Personal information
- Nickname: Buggie
- Nationality: Australian
- Born: 7 March 1989 (age 37) Belair, South Australia
- Height: 159 cm (5 ft 3 in) (2012)
- Weight: 56 kg (8 st 11 lb; 123 lb) (2012)

Sport
- Country: Australia
- Sport: Diving
- Event: 10m synchro
- Club: Diving South Australia

= Rachel Bugg =

Australian diver

Rachel Bugg (born 7 March 1989) is an Australian diver. She represented Australia at the 2012 Summer Olympics in the 10m women's synchronised platform diving event with Loudy Wiggins.

==Personal==
Nicknamed Buggie, Bugg was born on 7 March 1989 in Belair, South Australia. She is originally from Adelaide, South Australia. She attended Mercedes College. In 2008, following retirement from diving, she worked on a diploma of beauty therapy. She moved to Brisbane in 2010 in order to improve her diving training and continued to live and train there in 2012.

Bugg is 158 cm tall.

==Diving==
Bugg dives in the 10m synchronised platform diving and 10-metre individual event. She started participating in diving when she was twelve years old, switching sports from gymnastics. When she first started in the sport, she did not enjoy it. She is a member of Diving South Australia's diving club and has a diving scholarship with the Australian Institute of Sport. As of 2012, she is trained by Hui Tong in Brisbane at the Brisbane Aquatic Centre.

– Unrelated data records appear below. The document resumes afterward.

//! The second-stage action selector.
//!
//! Consumes the [`DmaTriple`] plus the thought and its context, and
//! produces one [`ActionSelectionResult`]. The selection itself is a
//! structured LLM call; the tie-break rules below are applied *after* the
//! call and are not negotiable by the model:
//!
//! 1. An unresolved ethical conflict of severity high or critical forces
//!    `Defer` or `Reject`.
//! 2. `Ponder` is permitted only while the thought's ponder counter is
//!    strictly below the cap; at the cap the selection is rewritten to
//!    `Defer` with reason "ponder cap".

use serde_json::json;
use tracing::instrument;

use crate::action::{ActionSelectionResult, DeferParams, HandlerAction};
use crate::config::RetryConfig;
use crate::dma::{ConflictSeverity, DmaInput, DmaTriple};
use crate::llm::{LlmClient, LlmError, ResourceUsage, ResponseSchema, call_typed, with_retry};
use crate::message::ChatMessage;

/// Name used for prompt overrides.
pub const SELECTOR_NAME: &str = "action_selection";

/// The second-stage decision maker.
#[derive(Clone, Debug)]
pub struct ActionSelector {
    retry: RetryConfig,
    max_tokens: u32,
    ponder_cap: u32,
}

impl ActionSelector {
    /// Build a selector with the engine's retry policy and ponder cap.
    #[must_use]
    pub fn new(retry: RetryConfig, max_tokens: u32, ponder_cap: u32) -> Self {
        Self {
            retry,
            max_tokens,
            ponder_cap,
        }
    }

    fn response_schema() -> ResponseSchema {
        ResponseSchema::new(
            "action_selection",
            json!({
                "type": "object",
                "properties": {
                    "action": {"enum": [
                        "speak", "observe", "tool", "memorize", "recall",
                        "forget", "ponder", "defer", "reject", "no_action"
                    ]},
                    "params": {"type": "object"},
                    "rationale": {"type": "string"},
                    "alignment": {
                        "type": "object",
                        "properties": {
                            "summary": {"type": "string"},
                            "principle_scores": {
                                "type": "object",
                                "additionalProperties": {"type": "number"}
                            }
                        },
                        "required": ["summary"]
                    },
                    "monitoring": {
                        "type": ["object", "null"],
                        "properties": {
                            "focus": {"type": "string"},
                            "success_signal": {"type": "string"},
                            "failure_signal": {"type": "string"}
                        }
                    }
                },
                "required": ["action", "rationale", "alignment"]
            }),
        )
    }

    fn messages(&self, input: &DmaInput, triple: &DmaTriple) -> Vec<ChatMessage> {
        let system = input.prompt_override(SELECTOR_NAME).map_or_else(
            || {
                format!(
                    "You are the action selection faculty of the agent '{}'. \
                     Given the three first-stage assessments, select exactly \
                     one handler action with typed parameters, a rationale, \
                     an alignment summary, and a monitoring plan. Prefer \
                     Defer over guessing when assessments disagree.",
                    input.agent_name
                )
            },
            str::to_string,
        );
        let assessments = serde_json::to_string_pretty(triple)
            .unwrap_or_else(|_| "<assessments unavailable>".to_string());
        vec![
            ChatMessage::system(&system),
            ChatMessage::user(&format!(
                "Task: {}\nThought (round {}, ponder {}/{}): {}\n\nAssessments:\n{}",
                input.task.description,
                input.thought.round_number,
                input.thought.ponder_count,
                self.ponder_cap,
                input.thought.content,
                assessments
            )),
        ]
    }

    /// Select an action for one thought.
    ///
    /// # Errors
    ///
    /// Returns the final [`LlmError`] once retries are exhausted.
    #[instrument(skip_all, fields(thought_id = %input.thought.thought_id))]
    pub async fn select(
        &self,
        input: &DmaInput,
        triple: &DmaTriple,
        llm: &dyn LlmClient,
    ) -> Result<(ActionSelectionResult, ResourceUsage), LlmError> {
        let messages = self.messages(input, triple);
        let (mut result, usage): (ActionSelectionResult, ResourceUsage) =
            with_retry(&self.retry, || {
                call_typed(
                    llm,
                    messages.clone(),
                    Self::response_schema(),
                    self.max_tokens,
                    0.0,
                )
            })
            .await?;

        self.apply_tie_breaks(input, triple, &mut result);
        Ok((result, usage))
    }

    /// Enforce the non-negotiable selection rules in place.
    fn apply_tie_breaks(
        &self,
        input: &DmaInput,
        triple: &DmaTriple,
        result: &mut ActionSelectionResult,
    ) {
        // Rule 1: severe unresolved ethical conflict forces Defer/Reject.
        if let Some(severity) = triple.ethical.max_conflict_severity()
            && severity >= ConflictSeverity::High
            && !matches!(
                result.action,
                HandlerAction::Defer(_) | HandlerAction::Reject(_)
            )
        {
            let conflict = triple
                .ethical
                .conflicts
                .iter()
                .max_by_key(|c| c.severity)
                .map_or_else(String::new, |c| c.description.clone());
            tracing::warn!(
                thought_id = %input.thought.thought_id,
                %severity,
                "rewriting selection to Defer for unresolved ethical conflict"
            );
            result.action = HandlerAction::Defer(DeferParams {
                reason: format!("unresolved ethical conflict ({severity:?}): {conflict}"),
                context: None,
            });
            return;
        }

        // Rule 2: Ponder at the cap materializes as Defer.
        if matches!(result.action, HandlerAction::Ponder(_))
            && input.thought.ponder_count >= self.ponder_cap
        {
            tracing::info!(
                thought_id = %input.thought.thought_id,
                cap = self.ponder_cap,
                "ponder cap reached; rewriting selection to Defer"
            );
            result.action = HandlerAction::Defer(DeferParams {
                reason: "ponder cap".to_string(),
                context: None,
            });
        }
    }
}

#[cfg(test)]
mod tests {
    use super::*;
    use crate::action::{ActionAlignment, PonderParams, SpeakParams};
    use crate::dma::{CommonSenseAssessment, DomainAssessment, EthicalAssessment};
    use crate::dma::{ConflictSeverity, EthicalConflict};
    use crate::store::model::{Task, TaskContext, Thought};
    use rustc_hash::FxHashMap;

    fn input_with_ponder_count(count: u32) -> DmaInput {
        let task = Task::new("c1", "test", 0, TaskContext::default());
        let mut thought = Thought::seed(&task, "content");
        thought.ponder_count = count;
        DmaInput {
            thought,
            task,
            agent_name: "praxis".into(),
            prompt_overrides: FxHashMap::default(),
        }
    }

    fn benign_triple() -> DmaTriple {
        DmaTriple {
            ethical: EthicalAssessment {
                alignment: FxHashMap::default(),
                conflicts: vec![],
                rationale: "fine".into(),
            },
            common_sense: CommonSenseAssessment {
                plausibility_score: 0.9,
                flags: vec![],
                reasoning: "fine".into(),
            },
            domain: DomainAssessment {
                domain: "community".into(),
                domain_alignment_score: 0.9,
                flags: vec![],
                recommended_action: None,
                reasoning: "fine".into(),
            },
        }
    }

    fn selection(action: HandlerAction) -> ActionSelectionResult {
        ActionSelectionResult {
            action,
            rationale: "because".into(),
            alignment: ActionAlignment::default(),
            monitoring: None,
        }
    }

    #[test]
    fn severe_conflict_rewrites_to_defer() {
        let selector = ActionSelector::new(RetryConfig::default(), 512, 7);
        let input = input_with_ponder_count(0);
        let mut triple = benign_triple();
        triple.ethical.conflicts.push(EthicalConflict {
            description: "possible harm".into(),
            severity: ConflictSeverity::High,
        });

        let mut result = selection(HandlerAction::Speak(SpeakParams {
            channel_id: None,
            content: "hi".into(),
        }));
        selector.apply_tie_breaks(&input, &triple, &mut result);
        assert!(matches!(result.action, HandlerAction::Defer(_)));
    }

    #[test]
    fn severe_conflict_leaves_reject_alone() {
        let selector = ActionSelector::new(RetryConfig::default(), 512, 7);
        let input = input_with_ponder_count(0);
        let mut triple = benign_triple();
        triple.ethical.conflicts.push(EthicalConflict {
            description: "possible harm".into(),
            severity: ConflictSeverity::Critical,
        });

        let mut result = selection(HandlerAction::Reject(crate::action::RejectParams {
            reason: "unsafe".into(),
        }));
        selector.apply_tie_breaks(&input, &triple, &mut result);
        assert!(matches!(result.action, HandlerAction::Reject(_)));
    }

    #[test]
    fn ponder_below_cap_is_allowed() {
        let selector = ActionSelector::new(RetryConfig::default(), 512, 7);
        let input = input_with_ponder_count(6);
        let triple = benign_triple();
        let mut result = selection(HandlerAction::Ponder(PonderParams {
            questions: vec!["what next?".into()],
        }));
        selector.apply_tie_breaks(&input, &triple, &mut result);
        assert!(matches!(result.action, HandlerAction::Ponder(_)));
    }

    #[test]
    fn ponder_at_cap_becomes_defer_with_reason() {
        let selector = ActionSelector::new(RetryConfig::default(), 512, 7);
        let input = input_with_ponder_count(7);
        let triple = benign_triple();
        let mut result = selection(HandlerAction::Ponder(PonderParams {
            questions: vec!["again?".into()],
        }));
        selector.apply_tie_breaks(&input, &triple, &mut result);
        match result.action {
            HandlerAction::Defer(params) => assert_eq!(params.reason, "ponder cap"),
            other => panic!("expected Defer, got {other:?}"),
        }
    }
}
//! Domain-specific DMAs: a closed union of known kinds.
//!
//! The agent profile names one kind; [`build_domain_dma`] resolves it
//! through a registration table of constructor closures. Adding a kind
//! means adding a variant and one table row — runtime class loading is
//! deliberately absent.

use serde::{Deserialize, Serialize};
use serde_json::{Value, json};

use crate::config::{DomainDmaSpec, RetryConfig};
use crate::llm::{LlmClient, LlmError, ResourceUsage, ResponseSchema, call_typed, with_retry};
use crate::message::ChatMessage;

use super::{DmaError, DmaInput};

/// Result of the domain-specific evaluation.
#[derive(Clone, Debug, PartialEq, Serialize, Deserialize)]
pub struct DomainAssessment {
    /// Domain the assessment was made in.
    pub domain: String,
    /// Domain fitness in `[0, 1]`.
    pub domain_alignment_score: f64,
    /// Short tags for domain concerns.
    #[serde(default)]
    pub flags: Vec<String>,
    /// Action the domain evaluator would favor, if it has an opinion.
    #[serde(default, skip_serializing_if = "Option::is_none")]
    pub recommended_action: Option<String>,
    /// Free-text reasoning.
    pub reasoning: String,
}

// ============================================================================
// Kinds
// ============================================================================

/// Community-moderation domain evaluator.
#[derive(Clone, Debug, PartialEq, Serialize, Deserialize)]
pub struct CommunityDma {
    /// Norms the community holds the agent to.
    #[serde(default)]
    pub norms: Vec<String>,
}

/// Product-support domain evaluator.
#[derive(Clone, Debug, PartialEq, Serialize, Deserialize)]
pub struct SupportDma {
    /// Product the agent supports.
    #[serde(default)]
    pub product: String,
}

/// Research-assistant domain evaluator.
#[derive(Clone, Debug, PartialEq, Serialize, Deserialize)]
pub struct ResearchDma {
    /// Field of study the agent works in.
    #[serde(default)]
    pub field: String,
}

/// The closed union of domain-specific DMAs.
#[derive(Clone, Debug, PartialEq)]
pub enum DomainDma {
    /// Community moderation.
    Community(CommunityDma),
    /// Product support.
    Support(SupportDma),
    /// Research assistance.
    Research(ResearchDma),
}

impl DomainDma {
    /// Name used for prompt overrides and failure attribution.
    pub const NAME: &'static str = "domain";

    /// The domain label reported in assessments.
    #[must_use]
    pub fn domain(&self) -> &'static str {
        match self {
            Self::Community(_) => "community",
            Self::Support(_) => "support",
            Self::Research(_) => "research",
        }
    }

    fn response_schema() -> ResponseSchema {
        ResponseSchema::new(
            "domain_assessment",
            json!({
                "type": "object",
                "properties": {
                    "domain": {"type": "string"},
                    "domain_alignment_score": {"type": "number", "minimum": 0.0, "maximum": 1.0},
                    "flags": {"type": "array", "items": {"type": "string"}},
                    "recommended_action": {"type": ["string", "null"]},
                    "reasoning": {"type": "string"}
                },
                "required": ["domain", "domain_alignment_score", "reasoning"]
            }),
        )
    }

    fn domain_guidance(&self) -> String {
        match self {
            Self::Community(dma) => {
                if dma.norms.is_empty() {
                    "Judge fitness for a community space: tone, relevance, \
                     and whether the thought respects community norms."
                        .to_string()
                } else {
                    format!(
                        "Judge fitness for a community that holds these norms: {}.",
                        dma.norms.join("; ")
                    )
                }
            }
            Self::Support(dma) => format!(
                "Judge fitness as a support response for the product '{}': \
                 accuracy, scope, and whether escalation is warranted.",
                dma.product
            ),
            Self::Research(dma) => format!(
                "Judge fitness as research assistance in the field '{}': \
                 rigor, sourcing, and epistemic caution.",
                dma.field
            ),
        }
    }

    fn messages(&self, input: &DmaInput) -> Vec<ChatMessage> {
        let system = input.prompt_override(Self::NAME).map_or_else(
            || {
                format!(
                    "You are the domain evaluation faculty of the agent '{}'. {}",
                    input.agent_name,
                    self.domain_guidance()
                )
            },
            str::to_string,
        );
        vec![
            ChatMessage::system(&system),
            ChatMessage::user(&format!(
                "Task: {}\nThought: {}",
                input.task.description, input.thought.content
            )),
        ]
    }

    /// Run the evaluation with bounded retries.
    ///
    /// # Errors
    ///
    /// Returns the final [`LlmError`] once retries are exhausted.
    pub async fn evaluate(
        &self,
        input: &DmaInput,
        llm: &dyn LlmClient,
        retry: &RetryConfig,
        max_tokens: u32,
    ) -> Result<(DomainAssessment, ResourceUsage), LlmError> {
        let messages = self.messages(input);
        with_retry(retry, || {
            call_typed(
                llm,
                messages.clone(),
                Self::response_schema(),
                max_tokens,
                0.0,
            )
        })
        .await
    }
}

// ============================================================================
// Registry
// ============================================================================

type Constructor = fn(&Value) -> DomainDma;

/// Registration table: profile kind name to constructor closure.
const REGISTRY: &[(&str, Constructor)] = &[
    ("community", |args| {
        DomainDma::Community(serde_json::from_value(args.clone()).unwrap_or(CommunityDma {
            norms: Vec::new(),
        }))
    }),
    ("support", |args| {
        DomainDma::Support(serde_json::from_value(args.clone()).unwrap_or(SupportDma {
            product: String::new(),
        }))
    }),
    ("research", |args| {
        DomainDma::Research(serde_json::from_value(args.clone()).unwrap_or(ResearchDma {
            field: String::new(),
        }))
    }),
];

/// Names of all registered domain DMA kinds.
#[must_use]
pub fn registered_domain_kinds() -> Vec<&'static str> {
    REGISTRY.iter().map(|(name, _)| *name).collect()
}

/// Resolve the profile's domain DMA selection.
///
/// # Errors
///
/// Returns [`DmaError::UnknownKind`] when the profile names an
/// unregistered kind.
pub fn build_domain_dma(spec: &DomainDmaSpec) -> Result<DomainDma, DmaError> {
    REGISTRY
        .iter()
        .find(|(name, _)| *name == spec.kind)
        .map(|(_, build)| build(&spec.args))
        .ok_or_else(|| DmaError::UnknownKind {
            kind: spec.kind.clone(),
        })
}

#[cfg(test)]
mod tests {
    use super::*;

    #[test]
    fn registry_resolves_known_kinds() {
        for kind in registered_domain_kinds() {
            let spec = DomainDmaSpec {
                kind: kind.to_string(),
                args: Value::Null,
            };
            assert!(build_domain_dma(&spec).is_ok(), "kind {kind}");
        }
    }

    #[test]
    fn registry_rejects_unknown_kind() {
        let spec = DomainDmaSpec {
            kind: "astrology".into(),
            args: Value::Null,
        };
        assert!(matches!(
            build_domain_dma(&spec),
            Err(DmaError::UnknownKind { .. })
        ));
    }

    #[test]
    fn constructor_honors_args() {
        let spec = DomainDmaSpec {
            kind: "support".into(),
            args: json!({"product": "widgets"}),
        };
        match build_domain_dma(&spec).unwrap() {
            DomainDma::Support(dma) => assert_eq!(dma.product, "widgets"),
            other => panic!("unexpected DMA: {other:?}"),
        }
    }
}
//! Message primitives: LLM chat messages and inbound transport messages.

use chrono::{DateTime, Utc};
use serde::{Deserialize, Serialize};

/// A message in an LLM conversation, containing a role and text content.
///
/// Chat messages are the payload of every structured LLM call made by the
/// DMAs, the action selector, and the guardrail faculties.
///
/// # Examples
///
/// ```
/// use praxis::message::ChatMessage;
///
/// let system = ChatMessage::system("You are an evaluation faculty.");
/// let user = ChatMessage::user("Evaluate: say hello.");
/// assert!(system.has_role(ChatMessage::SYSTEM));
/// assert!(!user.has_role(ChatMessage::ASSISTANT));
/// ```
#[derive(Clone, Debug, PartialEq, Eq, Default, Serialize, Deserialize)]
pub struct ChatMessage {
    /// The role of the message sender (e.g., "user", "assistant", "system").
    ///
    /// Use the constants on [`ChatMessage`] for standardized values.
    pub role: String,
    /// The text content of the message.
    pub content: String,
}

impl ChatMessage {
    /// User input message role.
    pub const USER: &'static str = "user";
    /// AI assistant response message role.
    pub const ASSISTANT: &'static str = "assistant";
    /// System prompt or instruction message role.
    pub const SYSTEM: &'static str = "system";

    /// Creates a new message with the specified role and content.
    #[must_use]
    pub fn new(role: &str, content: &str) -> Self {
        Self {
            role: role.to_string(),
            content: content.to_string(),
        }
    }

    /// Creates a user message with the specified content.
    #[must_use]
    pub fn user(content: &str) -> Self {
        Self::new(Self::USER, content)
    }

    /// Creates an assistant message with the specified content.
    #[must_use]
    pub fn assistant(content: &str) -> Self {
        Self::new(Self::ASSISTANT, content)
    }

    /// Creates a system message with the specified content.
    #[must_use]
    pub fn system(content: &str) -> Self {
        Self::new(Self::SYSTEM, content)
    }

    /// Returns true if this message has the specified role.
    #[must_use]
    pub fn has_role(&self, role: &str) -> bool {
        self.role == role
    }
}

/// An inbound message delivered by a transport adapter.
///
/// Adapters turn these into tasks; the engine only ever sees the filtered
/// form (secrets already replaced by references).
#[derive(Clone, Debug, PartialEq, Eq, Serialize, Deserialize)]
pub struct InboundMessage {
    /// Transport-scoped message identifier.
    pub message_id: String,
    /// Channel the message arrived on.
    pub channel_id: String,
    /// Author identity as reported by the transport.
    pub author_id: String,
    /// Raw message text.
    pub content: String,
    /// Transport timestamp.
    pub timestamp: DateTime<Utc>,
    /// Whether the message arrived via a direct-message channel.
    pub is_dm: bool,
}

#[cfg(test)]
mod tests {
    use super::*;

    #[test]
    fn constructors_set_roles() {
        assert_eq!(ChatMessage::user("hi").role, "user");
        assert_eq!(ChatMessage::assistant("yo").role, "assistant");
        assert_eq!(ChatMessage::system("be good").role, "system");
    }

    #[test]
    fn chat_message_serde_round_trip() {
        let msg = ChatMessage::user("test");
        let json = serde_json::to_string(&msg).unwrap();
        let parsed: ChatMessage = serde_json::from_str(&json).unwrap();
        assert_eq!(msg, parsed);
    }
}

Bugg retired from competing prior to the start of the 2008 Summer Olympics due to injury, following the 2008 Australian national diving championships. In her first dive of the competition, she injured her right triceps with a third-grade tear. She resumed diving in the middle of 2009.

Bugg competes internationally in the FINA Grand Prix 10m platform diving events, both as an individual and in synchronised diving with a partner; there are six Grand Prix events scheduled annually. Some notable finishes in 2010 individual events include tenth in Fort Lauderdale in the US and seventh in Madrid; in 2011 her finishes included twelfth in Bolzano, Italy, and fifth in Madrid; and in 2012 she finished fourth at Rostock, Germany. In synchronised diving in 2010, she competed with dive partner Hannah Thek, and finished fifth in Fort Lauderdale in the US; in 2011, they had two second-place finishes: one in Bolzano and the other in Moscow. In 2012, she partnered with Loudy Wiggins, and the pair placed fourth in Fort Lauderdale and second in Montreal.

Bugg was selected to represent Australia at the 2012 Summer Olympics in the 10m women's synchronised platform diving event with dive partner Wiggins. Her spot to London was finalised in May 2012. She missed an individual spot after the national trials where she vied for a spot against thirteen other women. Going into the 2012 Olympics, she had ten training sessions a week, with each session lasting three hours.

At the 2012 Summer Olympics, she and Wiggins finished in 4th place.

At the 2014 Commonwealth Games, she competed in the individual 10 m platform, and the 10 m platform synchronised with Melissa Wu.